A major new resource has been published that throws light on the lives of medieval Carmelites.
The Biographical Register of Carmelites in England and Wales 1240-1540 is the result of decades of meticulous research by leading historian and Carmelite friar Father Richard Copsey, O.Carm.
For over thirty years Father Richard has visited libraries and archives across Europe recording whatever information he could find about members of the Carmelite Order in England and Wales from the arrival of hermits in the 1240s until the Order’s suppression at the Dissolution of the Monasteries. Having painstakingly consulted many hundreds of manuscripts and printed materials, Father Richard has compiled the details of some 5,000 Carmelite men, and a handful of women linked to the Order.
This pioneering research casts light on medieval Carmelite friars who were saints, bishops, confessors to royalty, academics, men of prayer, scientists, diplomats, musicians, preachers, poets, and even a handful of thieves, heretics, and murderers.
In some cases very little is known, perhaps only the date of a friar’s ordination; in other instances a wealth of material is available enabling historians to have a better understanding of the impact an individual Carmelite made on the Society and Church of their day.
Like several of Father Richard’s other publications, his Biographical Register has been printed by Saint Albert’s Press, the publishing house of the British Province of Carmelites, and comes in at nearly 600 pages.

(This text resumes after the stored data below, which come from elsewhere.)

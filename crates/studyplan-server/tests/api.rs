//! Router tests driven through `tower::ServiceExt::oneshot`.

use axum::body::{to_bytes, Body};
use axum::http::{Request, StatusCode};
use axum::Router;
use serde_json::{json, Value};
use studyplan_core::Database;
use studyplan_server::{build_router, AppState};
use tower::ServiceExt;

fn app() -> Router {
    build_router(AppState::new(Database::open_in_memory().unwrap()))
}

async fn send(app: &Router, method: &str, uri: &str, body: Option<Value>) -> (StatusCode, Value) {
    let builder = Request::builder().method(method).uri(uri);
    let request = match body {
        Some(body) => builder
            .header("content-type", "application/json")
            .body(Body::from(body.to_string()))
            .unwrap(),
        None => builder.body(Body::empty()).unwrap(),
    };
    let response = app.clone().oneshot(request).await.unwrap();
    let status = response.status();
    let bytes = to_bytes(response.into_body(), usize::MAX).await.unwrap();
    let value = if bytes.is_empty() {
        Value::Null
    } else {
        serde_json::from_slice(&bytes).unwrap_or_else(|_| Value::String(
            String::from_utf8_lossy(&bytes).into_owned(),
        ))
    };
    (status, value)
}

#[tokio::test]
async fn health_is_outside_api_prefix() {
    let app = app();
    let (status, body) = send(&app, "GET", "/health", None).await;
    assert_eq!(status, StatusCode::OK);
    assert_eq!(body, Value::String("ok".into()));
}

#[tokio::test]
async fn start_then_stop_session() {
    let app = app();
    let (status, started) = send(
        &app,
        "POST",
        "/api/sessions/start",
        Some(json!({ "subject_id": 1, "topic_id": 2 })),
    )
    .await;
    assert_eq!(status, StatusCode::OK);
    assert_eq!(started["type"], "pomodoro");
    assert!(started["end_time"].is_null());
    assert!(started["duration_minutes"].is_null());
    assert!(started["user_id"].is_null());
    let id = started["id"].as_i64().unwrap();

    let (status, stopped) = send(
        &app,
        "POST",
        "/api/sessions/stop",
        Some(json!({ "session_id": id })),
    )
    .await;
    assert_eq!(status, StatusCode::OK);
    assert_eq!(stopped["id"], id);
    assert_eq!(stopped["duration_minutes"], 0);
    let start = stopped["start_time"].as_str().unwrap();
    let end = stopped["end_time"].as_str().unwrap();
    assert!(end >= start);
}

#[tokio::test]
async fn stop_requires_existing_session_id() {
    let app = app();
    let (status, body) = send(&app, "POST", "/api/sessions/stop", Some(json!({}))).await;
    assert_eq!(status, StatusCode::BAD_REQUEST);
    assert!(body["error"].as_str().unwrap().contains("session_id"));

    let (status, body) = send(
        &app,
        "POST",
        "/api/sessions/stop",
        Some(json!({ "session_id": 404 })),
    )
    .await;
    assert_eq!(status, StatusCode::NOT_FOUND);
    assert_eq!(body["error"], "session 404 not found");
}

#[tokio::test]
async fn list_and_stats_apply_filters() {
    let app = app();
    for subject in [1, 1, 2] {
        send(
            &app,
            "POST",
            "/api/sessions/start",
            Some(json!({ "subject_id": subject })),
        )
        .await;
    }
    send(&app, "POST", "/api/sessions/stop", Some(json!({ "session_id": 1 }))).await;

    let (status, all) = send(&app, "GET", "/api/sessions", None).await;
    assert_eq!(status, StatusCode::OK);
    let ids: Vec<i64> = all
        .as_array()
        .unwrap()
        .iter()
        .map(|s| s["id"].as_i64().unwrap())
        .collect();
    assert_eq!(ids, vec![3, 2, 1]);

    let (_, subject_one) = send(&app, "GET", "/api/sessions?subject_id=1", None).await;
    assert_eq!(subject_one.as_array().unwrap().len(), 2);

    let (_, before_everything) = send(
        &app,
        "GET",
        "/api/sessions?subject_id=1&to=2000-01-01T00:00:00.000Z",
        None,
    )
    .await;
    assert!(before_everything.as_array().unwrap().is_empty());

    let (status, stats) = send(&app, "GET", "/api/sessions/stats?subject_id=1", None).await;
    assert_eq!(status, StatusCode::OK);
    assert_eq!(stats["total_sessions"], 2);
    assert_eq!(stats["open_sessions"], 1);
    assert_eq!(stats["closed_sessions"], 1);
    assert_eq!(stats["total_minutes"], 0);
}

#[tokio::test]
async fn subject_and_topic_lifecycle() {
    let app = app();
    let (status, subject) = send(
        &app,
        "POST",
        "/api/subjects",
        Some(json!({ "name": "Chemistry", "color": "#33aa33" })),
    )
    .await;
    assert_eq!(status, StatusCode::OK);
    assert_eq!(subject["priority"], 1);
    let subject_id = subject["id"].as_i64().unwrap();

    let (status, topic) = send(
        &app,
        "POST",
        &format!("/api/subjects/{subject_id}/topics"),
        Some(json!({ "title": "Stoichiometry" })),
    )
    .await;
    assert_eq!(status, StatusCode::OK);
    assert_eq!(topic["estimated_minutes"], 30);
    assert_eq!(topic["completed"], false);
    let topic_id = topic["id"].as_i64().unwrap();

    let (status, updated) = send(
        &app,
        "PUT",
        &format!("/api/topics/{topic_id}"),
        Some(json!({ "completed": 1 })),
    )
    .await;
    assert_eq!(status, StatusCode::OK);
    assert_eq!(updated["completed"], true);
    assert_eq!(updated["title"], "Stoichiometry");

    let (_, topics) = send(&app, "GET", &format!("/api/subjects/{subject_id}/topics"), None).await;
    assert_eq!(topics.as_array().unwrap().len(), 1);

    let (status, _) = send(&app, "DELETE", &format!("/api/subjects/{subject_id}"), None).await;
    assert_eq!(status, StatusCode::NO_CONTENT);

    let (status, _) = send(&app, "DELETE", &format!("/api/topics/{topic_id}"), None).await;
    assert_eq!(status, StatusCode::NOT_FOUND);
    let (status, _) = send(&app, "GET", &format!("/api/subjects/{subject_id}/topics"), None).await;
    assert_eq!(status, StatusCode::NOT_FOUND);
}

#[tokio::test]
async fn catalog_validation_errors() {
    let app = app();
    let (status, body) = send(&app, "POST", "/api/subjects", Some(json!({ "name": "  " }))).await;
    assert_eq!(status, StatusCode::BAD_REQUEST);
    assert!(body["error"].as_str().unwrap().contains("name"));

    let (status, _) = send(
        &app,
        "POST",
        "/api/subjects/77/topics",
        Some(json!({ "title": "Nowhere" })),
    )
    .await;
    assert_eq!(status, StatusCode::NOT_FOUND);

    let (_, subject) = send(&app, "POST", "/api/subjects", Some(json!({ "name": "Art" }))).await;
    let (status, _) = send(
        &app,
        "POST",
        &format!("/api/subjects/{}/topics", subject["id"]),
        Some(json!({})),
    )
    .await;
    assert_eq!(status, StatusCode::BAD_REQUEST);

    let (status, _) = send(&app, "PUT", "/api/topics/5", Some(json!({ "title": "x" }))).await;
    assert_eq!(status, StatusCode::NOT_FOUND);
}

#[tokio::test]
async fn blank_query_parameters_place_no_constraint() {
    let app = app();
    let (_, started) = send(
        &app,
        "POST",
        "/api/sessions/start",
        Some(json!({ "subject_id": 5 })),
    )
    .await;

    let (status, sessions) = send(
        &app,
        "GET",
        "/api/sessions?subject_id=&topic_id=&from=&to=",
        None,
    )
    .await;
    assert_eq!(status, StatusCode::OK);
    assert_eq!(sessions.as_array().unwrap().len(), 1);
    assert_eq!(sessions[0]["id"], started["id"]);

    let (status, stats) = send(&app, "GET", "/api/sessions/stats?subject_id=&topic_id=", None).await;
    assert_eq!(status, StatusCode::OK);
    assert_eq!(stats["total_sessions"], 1);

    let (status, body) = send(&app, "GET", "/api/sessions?subject_id=math", None).await;
    assert_eq!(status, StatusCode::BAD_REQUEST);
    assert!(body["error"].is_string());
}

#[tokio::test]
async fn malformed_requests_answer_with_json_errors() {
    let app = app();
    let request = Request::builder()
        .method("POST")
        .uri("/api/sessions/stop")
        .header("content-type", "application/json")
        .body(Body::from("{\"session_id\": "))
        .unwrap();
    let response = app.clone().oneshot(request).await.unwrap();
    assert_eq!(response.status(), StatusCode::BAD_REQUEST);
    let bytes = to_bytes(response.into_body(), usize::MAX).await.unwrap();
    let body: Value = serde_json::from_slice(&bytes).unwrap();
    assert!(body["error"].is_string());

    let (status, body) = send(
        &app,
        "POST",
        "/api/sessions/stop",
        Some(json!({ "session_id": "seven" })),
    )
    .await;
    assert_eq!(status, StatusCode::BAD_REQUEST);
    assert!(body["error"].is_string());

    let (status, body) = send(&app, "DELETE", "/api/topics/abc", None).await;
    assert_eq!(status, StatusCode::BAD_REQUEST);
    assert!(body["error"].is_string());
}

It is a major scholarly achievement, being the first such register for Carmelites in any of the Order’s medieval provinces. Very few comparable resources exist for other religious orders in Britain, and Father Richard’s Register will sit proudly on the shelves of university libraries and county records offices alongside volumes for Benedictines at English Cathedral Priories (by Joan Greatrex) and Franciscans in the Custody of York (by Michael J. P. Robson), as well as the Oxford Dictionary of National Biography (to which Father Richard has contributed).
In the foreword paying tribute to Father Richard’s work the Prior Provincial of the British Province of Carmelites, Fr. Kevin Alban (himself a historian), said that the entries in the Register “are a goldmine of information, sometimes humorous, occasionally sombre, always absorbing. Richard has written up what might be considered rather dry facts in a stimulating and engaging way. This is a considerable achievement and I am delighted his labours have seen the light of day.”
To see a sample extract from the Register, and for details of how to purchase copies, please visit the Register webpage.
Not content to rest on his laurels, Father Richard is continuing his research post-publication. New names continue to be reclaimed from the mists of time as further resources come to light, and Father Richard will be publishing additions and corrections on a periodic basis on the Register‘s webpage. The first set is already available.